For the listing below, report all lines that hold the word "ContainerBackend".
-=-=-=-=-
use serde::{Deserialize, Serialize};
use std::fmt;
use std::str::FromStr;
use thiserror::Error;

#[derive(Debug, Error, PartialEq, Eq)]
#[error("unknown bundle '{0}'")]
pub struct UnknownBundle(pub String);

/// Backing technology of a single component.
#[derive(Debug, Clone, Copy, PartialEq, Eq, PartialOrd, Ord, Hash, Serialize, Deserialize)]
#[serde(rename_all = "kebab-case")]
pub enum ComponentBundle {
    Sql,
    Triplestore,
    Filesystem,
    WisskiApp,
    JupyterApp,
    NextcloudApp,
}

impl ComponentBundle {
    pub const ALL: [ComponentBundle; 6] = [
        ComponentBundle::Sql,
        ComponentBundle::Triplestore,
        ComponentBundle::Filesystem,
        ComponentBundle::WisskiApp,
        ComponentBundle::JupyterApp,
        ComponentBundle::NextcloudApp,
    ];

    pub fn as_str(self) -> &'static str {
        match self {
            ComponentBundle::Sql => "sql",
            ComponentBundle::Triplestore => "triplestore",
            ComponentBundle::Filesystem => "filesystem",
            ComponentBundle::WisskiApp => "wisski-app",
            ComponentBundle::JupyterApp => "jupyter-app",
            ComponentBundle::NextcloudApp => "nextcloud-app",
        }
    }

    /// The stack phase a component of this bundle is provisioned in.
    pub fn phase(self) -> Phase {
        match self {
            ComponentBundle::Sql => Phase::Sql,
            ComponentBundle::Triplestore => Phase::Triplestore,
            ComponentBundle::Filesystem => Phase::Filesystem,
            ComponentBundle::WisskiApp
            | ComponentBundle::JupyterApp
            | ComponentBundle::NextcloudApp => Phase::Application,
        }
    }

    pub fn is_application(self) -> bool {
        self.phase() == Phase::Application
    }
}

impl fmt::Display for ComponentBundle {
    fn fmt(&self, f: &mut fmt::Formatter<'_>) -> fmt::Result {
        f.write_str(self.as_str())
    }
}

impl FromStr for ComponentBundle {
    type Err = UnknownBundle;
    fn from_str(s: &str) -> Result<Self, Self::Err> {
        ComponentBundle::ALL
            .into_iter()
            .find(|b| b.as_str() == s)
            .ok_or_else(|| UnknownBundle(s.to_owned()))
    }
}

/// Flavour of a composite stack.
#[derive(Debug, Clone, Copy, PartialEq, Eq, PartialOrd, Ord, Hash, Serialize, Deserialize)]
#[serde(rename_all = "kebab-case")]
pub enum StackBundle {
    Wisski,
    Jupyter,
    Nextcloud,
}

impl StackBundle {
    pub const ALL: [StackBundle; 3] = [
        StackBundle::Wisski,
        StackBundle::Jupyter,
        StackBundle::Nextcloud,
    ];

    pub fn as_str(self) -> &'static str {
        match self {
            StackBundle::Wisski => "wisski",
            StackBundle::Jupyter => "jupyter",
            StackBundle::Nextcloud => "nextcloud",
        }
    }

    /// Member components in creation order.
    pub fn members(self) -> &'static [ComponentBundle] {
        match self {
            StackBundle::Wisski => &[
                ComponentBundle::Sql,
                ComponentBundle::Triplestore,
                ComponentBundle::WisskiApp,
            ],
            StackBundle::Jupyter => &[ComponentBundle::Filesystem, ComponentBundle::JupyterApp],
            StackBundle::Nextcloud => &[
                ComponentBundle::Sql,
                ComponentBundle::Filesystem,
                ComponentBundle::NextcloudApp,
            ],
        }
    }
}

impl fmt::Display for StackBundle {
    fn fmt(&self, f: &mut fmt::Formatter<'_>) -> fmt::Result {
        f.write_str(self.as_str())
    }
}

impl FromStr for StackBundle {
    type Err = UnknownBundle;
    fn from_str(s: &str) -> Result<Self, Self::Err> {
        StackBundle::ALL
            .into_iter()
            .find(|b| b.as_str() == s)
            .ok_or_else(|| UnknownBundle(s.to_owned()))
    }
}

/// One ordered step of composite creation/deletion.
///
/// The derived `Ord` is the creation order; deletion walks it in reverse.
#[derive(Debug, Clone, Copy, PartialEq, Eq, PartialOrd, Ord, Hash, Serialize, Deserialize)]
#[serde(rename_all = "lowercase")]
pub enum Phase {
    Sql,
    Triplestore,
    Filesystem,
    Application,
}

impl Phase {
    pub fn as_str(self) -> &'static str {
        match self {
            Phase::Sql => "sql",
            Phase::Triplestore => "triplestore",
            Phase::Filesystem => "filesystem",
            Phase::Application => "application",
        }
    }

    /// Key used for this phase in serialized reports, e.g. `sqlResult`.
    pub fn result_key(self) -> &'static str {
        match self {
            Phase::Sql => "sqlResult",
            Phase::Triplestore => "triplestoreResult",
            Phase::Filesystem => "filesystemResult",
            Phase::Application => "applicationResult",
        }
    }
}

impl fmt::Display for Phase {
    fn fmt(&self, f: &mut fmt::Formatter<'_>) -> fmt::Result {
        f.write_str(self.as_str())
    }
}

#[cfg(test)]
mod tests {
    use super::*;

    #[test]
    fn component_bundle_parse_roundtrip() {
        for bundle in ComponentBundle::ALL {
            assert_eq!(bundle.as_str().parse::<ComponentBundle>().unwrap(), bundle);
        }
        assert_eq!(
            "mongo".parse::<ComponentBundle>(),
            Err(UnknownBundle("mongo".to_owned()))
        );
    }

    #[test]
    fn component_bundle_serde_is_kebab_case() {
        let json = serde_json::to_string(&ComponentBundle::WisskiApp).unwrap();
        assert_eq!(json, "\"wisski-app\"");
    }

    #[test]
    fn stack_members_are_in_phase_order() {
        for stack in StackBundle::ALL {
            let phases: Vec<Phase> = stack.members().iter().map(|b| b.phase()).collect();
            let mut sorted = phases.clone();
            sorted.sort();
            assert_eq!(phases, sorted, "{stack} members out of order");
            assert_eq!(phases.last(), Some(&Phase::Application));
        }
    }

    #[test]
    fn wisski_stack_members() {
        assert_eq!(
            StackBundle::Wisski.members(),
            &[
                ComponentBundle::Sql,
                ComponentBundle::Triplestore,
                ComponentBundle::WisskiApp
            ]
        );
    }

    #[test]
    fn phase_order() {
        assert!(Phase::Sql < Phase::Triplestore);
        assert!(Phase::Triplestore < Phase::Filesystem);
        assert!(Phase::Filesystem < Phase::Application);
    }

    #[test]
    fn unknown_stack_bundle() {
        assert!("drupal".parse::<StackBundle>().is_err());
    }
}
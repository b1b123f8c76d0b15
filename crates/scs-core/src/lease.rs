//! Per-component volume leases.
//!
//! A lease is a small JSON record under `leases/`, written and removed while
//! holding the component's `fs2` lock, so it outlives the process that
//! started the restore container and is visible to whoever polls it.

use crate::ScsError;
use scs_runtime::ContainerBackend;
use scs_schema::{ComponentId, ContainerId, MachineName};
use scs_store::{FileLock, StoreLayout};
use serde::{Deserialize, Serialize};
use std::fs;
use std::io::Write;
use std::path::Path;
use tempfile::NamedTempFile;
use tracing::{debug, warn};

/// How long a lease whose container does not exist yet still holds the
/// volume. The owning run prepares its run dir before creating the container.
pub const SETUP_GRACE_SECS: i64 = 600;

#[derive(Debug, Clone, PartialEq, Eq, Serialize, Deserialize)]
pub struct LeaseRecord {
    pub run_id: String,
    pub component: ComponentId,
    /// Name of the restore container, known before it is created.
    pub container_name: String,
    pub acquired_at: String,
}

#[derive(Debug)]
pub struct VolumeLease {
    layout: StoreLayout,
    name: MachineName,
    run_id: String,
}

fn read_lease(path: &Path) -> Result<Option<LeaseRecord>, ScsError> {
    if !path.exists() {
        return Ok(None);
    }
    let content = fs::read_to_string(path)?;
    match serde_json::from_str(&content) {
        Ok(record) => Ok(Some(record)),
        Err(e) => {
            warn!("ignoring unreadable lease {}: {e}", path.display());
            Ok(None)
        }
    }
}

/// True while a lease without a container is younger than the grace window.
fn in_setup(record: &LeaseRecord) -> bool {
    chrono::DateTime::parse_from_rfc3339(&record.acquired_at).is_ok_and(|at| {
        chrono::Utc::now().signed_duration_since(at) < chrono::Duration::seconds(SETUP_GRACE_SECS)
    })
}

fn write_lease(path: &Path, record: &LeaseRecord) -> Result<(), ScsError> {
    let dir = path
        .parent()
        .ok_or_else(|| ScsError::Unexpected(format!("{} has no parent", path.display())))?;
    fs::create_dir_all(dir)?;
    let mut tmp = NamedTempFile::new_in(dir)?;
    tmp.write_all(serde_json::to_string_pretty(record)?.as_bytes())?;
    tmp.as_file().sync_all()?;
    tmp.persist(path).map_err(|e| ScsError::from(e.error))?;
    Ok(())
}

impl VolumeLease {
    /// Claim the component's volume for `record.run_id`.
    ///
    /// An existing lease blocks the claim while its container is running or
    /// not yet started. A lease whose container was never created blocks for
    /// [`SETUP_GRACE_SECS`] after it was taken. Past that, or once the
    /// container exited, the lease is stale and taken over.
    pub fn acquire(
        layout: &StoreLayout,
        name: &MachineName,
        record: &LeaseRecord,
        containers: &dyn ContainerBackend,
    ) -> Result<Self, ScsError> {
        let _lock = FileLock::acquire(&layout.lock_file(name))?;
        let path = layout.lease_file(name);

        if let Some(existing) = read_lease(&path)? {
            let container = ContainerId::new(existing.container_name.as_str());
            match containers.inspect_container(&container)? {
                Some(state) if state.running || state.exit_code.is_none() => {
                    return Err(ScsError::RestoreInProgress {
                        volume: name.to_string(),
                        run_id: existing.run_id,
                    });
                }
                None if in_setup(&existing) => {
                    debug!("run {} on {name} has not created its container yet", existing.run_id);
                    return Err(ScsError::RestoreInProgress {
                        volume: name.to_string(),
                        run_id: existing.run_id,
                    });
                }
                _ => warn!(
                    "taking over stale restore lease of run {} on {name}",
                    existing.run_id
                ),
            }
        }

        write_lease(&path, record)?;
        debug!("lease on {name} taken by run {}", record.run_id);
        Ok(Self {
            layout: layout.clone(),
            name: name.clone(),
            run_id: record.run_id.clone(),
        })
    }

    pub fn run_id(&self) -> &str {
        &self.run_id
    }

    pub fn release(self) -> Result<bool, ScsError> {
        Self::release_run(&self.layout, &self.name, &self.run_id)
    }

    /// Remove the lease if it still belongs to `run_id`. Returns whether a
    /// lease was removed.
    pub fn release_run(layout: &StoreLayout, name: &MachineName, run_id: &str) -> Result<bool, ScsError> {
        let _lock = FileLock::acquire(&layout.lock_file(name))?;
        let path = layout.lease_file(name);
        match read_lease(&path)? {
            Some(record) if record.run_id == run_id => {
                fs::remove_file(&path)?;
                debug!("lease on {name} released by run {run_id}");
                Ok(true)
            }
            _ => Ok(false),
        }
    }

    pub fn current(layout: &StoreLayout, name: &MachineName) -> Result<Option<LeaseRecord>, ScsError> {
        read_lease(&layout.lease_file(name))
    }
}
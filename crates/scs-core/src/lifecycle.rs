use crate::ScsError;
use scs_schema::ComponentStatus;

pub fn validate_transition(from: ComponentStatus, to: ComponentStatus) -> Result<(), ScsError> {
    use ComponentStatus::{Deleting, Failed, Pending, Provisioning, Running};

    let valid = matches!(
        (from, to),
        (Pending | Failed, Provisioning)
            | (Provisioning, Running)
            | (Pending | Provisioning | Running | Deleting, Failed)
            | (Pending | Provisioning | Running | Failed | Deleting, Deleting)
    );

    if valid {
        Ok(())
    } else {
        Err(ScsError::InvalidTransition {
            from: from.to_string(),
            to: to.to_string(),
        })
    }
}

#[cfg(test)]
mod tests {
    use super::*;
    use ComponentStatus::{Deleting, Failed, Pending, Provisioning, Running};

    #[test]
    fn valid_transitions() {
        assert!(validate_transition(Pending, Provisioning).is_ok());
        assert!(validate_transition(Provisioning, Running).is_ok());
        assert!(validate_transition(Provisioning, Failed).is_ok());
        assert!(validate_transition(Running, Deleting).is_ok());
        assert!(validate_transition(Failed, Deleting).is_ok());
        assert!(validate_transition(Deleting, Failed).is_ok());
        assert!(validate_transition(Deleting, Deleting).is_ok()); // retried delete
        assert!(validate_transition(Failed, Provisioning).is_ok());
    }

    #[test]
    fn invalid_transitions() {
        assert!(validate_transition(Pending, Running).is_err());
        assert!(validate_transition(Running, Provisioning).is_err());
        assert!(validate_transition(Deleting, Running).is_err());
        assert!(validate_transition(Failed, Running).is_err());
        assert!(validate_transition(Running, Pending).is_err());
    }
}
-=-=-=-=-
▶ Answer area
use scs_runtime::ContainerBackend;
        containers: &dyn ContainerBackend,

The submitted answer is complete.